Brief
The lines from the first line of the entries through the line containing "pub mod coords;" are to be repeated exactly, with both of those lines included.

[Saved data entries]
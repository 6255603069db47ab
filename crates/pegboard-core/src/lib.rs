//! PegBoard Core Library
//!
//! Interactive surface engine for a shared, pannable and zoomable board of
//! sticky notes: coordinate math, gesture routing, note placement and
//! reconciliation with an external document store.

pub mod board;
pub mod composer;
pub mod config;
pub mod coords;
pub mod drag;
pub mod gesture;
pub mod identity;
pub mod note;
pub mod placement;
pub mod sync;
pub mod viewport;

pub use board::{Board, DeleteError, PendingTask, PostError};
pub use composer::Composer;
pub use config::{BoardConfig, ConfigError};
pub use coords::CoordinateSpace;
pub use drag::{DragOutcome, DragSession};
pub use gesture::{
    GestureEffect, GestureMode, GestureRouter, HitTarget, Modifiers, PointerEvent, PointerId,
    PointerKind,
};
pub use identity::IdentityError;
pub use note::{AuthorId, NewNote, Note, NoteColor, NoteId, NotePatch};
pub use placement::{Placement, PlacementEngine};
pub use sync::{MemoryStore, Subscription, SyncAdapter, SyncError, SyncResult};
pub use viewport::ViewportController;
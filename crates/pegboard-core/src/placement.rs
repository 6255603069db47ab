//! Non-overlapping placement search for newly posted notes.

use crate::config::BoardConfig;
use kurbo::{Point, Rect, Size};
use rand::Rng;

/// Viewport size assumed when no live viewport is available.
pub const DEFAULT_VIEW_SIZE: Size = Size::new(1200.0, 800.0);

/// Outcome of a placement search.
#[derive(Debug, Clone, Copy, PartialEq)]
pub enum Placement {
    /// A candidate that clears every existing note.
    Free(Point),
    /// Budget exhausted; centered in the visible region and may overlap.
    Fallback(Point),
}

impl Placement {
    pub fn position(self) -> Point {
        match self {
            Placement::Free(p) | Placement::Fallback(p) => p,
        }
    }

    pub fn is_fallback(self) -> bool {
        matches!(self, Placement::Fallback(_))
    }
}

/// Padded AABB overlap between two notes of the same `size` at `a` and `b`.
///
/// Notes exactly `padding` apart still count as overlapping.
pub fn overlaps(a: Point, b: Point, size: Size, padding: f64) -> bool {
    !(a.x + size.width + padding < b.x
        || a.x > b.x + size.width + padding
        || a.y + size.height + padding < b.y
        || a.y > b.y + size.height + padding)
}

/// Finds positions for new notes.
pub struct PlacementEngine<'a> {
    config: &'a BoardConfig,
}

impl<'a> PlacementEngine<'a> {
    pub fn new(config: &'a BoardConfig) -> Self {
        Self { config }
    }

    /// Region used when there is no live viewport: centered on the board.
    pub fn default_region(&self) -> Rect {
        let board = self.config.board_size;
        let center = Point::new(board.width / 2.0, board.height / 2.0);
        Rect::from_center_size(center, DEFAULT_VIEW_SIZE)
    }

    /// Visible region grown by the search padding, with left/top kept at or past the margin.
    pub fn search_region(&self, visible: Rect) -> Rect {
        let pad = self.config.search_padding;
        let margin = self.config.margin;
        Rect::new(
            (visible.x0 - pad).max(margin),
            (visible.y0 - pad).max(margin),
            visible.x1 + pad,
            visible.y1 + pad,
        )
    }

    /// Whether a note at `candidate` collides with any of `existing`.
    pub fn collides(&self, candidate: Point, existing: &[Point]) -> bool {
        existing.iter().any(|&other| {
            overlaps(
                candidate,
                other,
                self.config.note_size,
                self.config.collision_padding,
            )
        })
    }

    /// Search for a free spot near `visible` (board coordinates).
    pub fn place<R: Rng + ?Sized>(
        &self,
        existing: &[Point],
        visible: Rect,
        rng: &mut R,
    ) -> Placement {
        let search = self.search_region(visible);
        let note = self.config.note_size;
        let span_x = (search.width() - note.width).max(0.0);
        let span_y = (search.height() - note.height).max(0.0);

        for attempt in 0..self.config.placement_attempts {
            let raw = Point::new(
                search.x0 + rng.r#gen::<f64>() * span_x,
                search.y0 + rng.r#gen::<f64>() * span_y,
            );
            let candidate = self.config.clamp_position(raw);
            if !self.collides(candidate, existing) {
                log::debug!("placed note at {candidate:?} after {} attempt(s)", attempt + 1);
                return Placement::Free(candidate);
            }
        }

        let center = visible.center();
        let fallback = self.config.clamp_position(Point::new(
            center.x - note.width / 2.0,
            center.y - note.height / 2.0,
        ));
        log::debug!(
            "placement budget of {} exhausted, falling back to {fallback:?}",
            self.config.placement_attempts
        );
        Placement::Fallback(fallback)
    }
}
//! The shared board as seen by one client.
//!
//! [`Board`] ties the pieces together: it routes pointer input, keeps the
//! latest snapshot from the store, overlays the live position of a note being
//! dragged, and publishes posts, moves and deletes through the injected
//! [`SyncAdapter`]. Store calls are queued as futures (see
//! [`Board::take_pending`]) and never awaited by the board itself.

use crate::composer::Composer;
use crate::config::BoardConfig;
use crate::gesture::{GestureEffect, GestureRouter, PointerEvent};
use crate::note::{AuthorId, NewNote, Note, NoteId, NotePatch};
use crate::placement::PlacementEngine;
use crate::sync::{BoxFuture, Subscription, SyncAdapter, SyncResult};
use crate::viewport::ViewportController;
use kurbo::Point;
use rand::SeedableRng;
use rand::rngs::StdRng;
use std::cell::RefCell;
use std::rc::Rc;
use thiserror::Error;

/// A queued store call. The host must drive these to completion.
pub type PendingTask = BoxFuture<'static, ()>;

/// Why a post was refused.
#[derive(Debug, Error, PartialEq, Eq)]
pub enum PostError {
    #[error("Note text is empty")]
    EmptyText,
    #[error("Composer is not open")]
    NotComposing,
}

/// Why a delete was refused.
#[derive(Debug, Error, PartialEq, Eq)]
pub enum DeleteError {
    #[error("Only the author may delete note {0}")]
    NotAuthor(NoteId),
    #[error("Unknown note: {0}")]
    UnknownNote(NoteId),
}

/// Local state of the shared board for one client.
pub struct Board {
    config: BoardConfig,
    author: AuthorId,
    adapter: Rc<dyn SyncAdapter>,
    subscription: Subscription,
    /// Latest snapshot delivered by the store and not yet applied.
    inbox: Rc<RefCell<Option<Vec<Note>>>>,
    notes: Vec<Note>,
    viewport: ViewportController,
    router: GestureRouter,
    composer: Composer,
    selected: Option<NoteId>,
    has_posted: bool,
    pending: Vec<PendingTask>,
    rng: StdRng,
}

Result of the exercise
repository 6255603069db47ab
filename crates/pegboard-core/src/lib.rs
//! PegBoard Core Library
//!
//! Interactive surface engine for a shared, pannable and zoomable board of
//! sticky notes: coordinate math, gesture routing, note placement and
//! reconciliation with an external document store.

pub mod board;
pub mod composer;
pub mod config;
pub mod coords;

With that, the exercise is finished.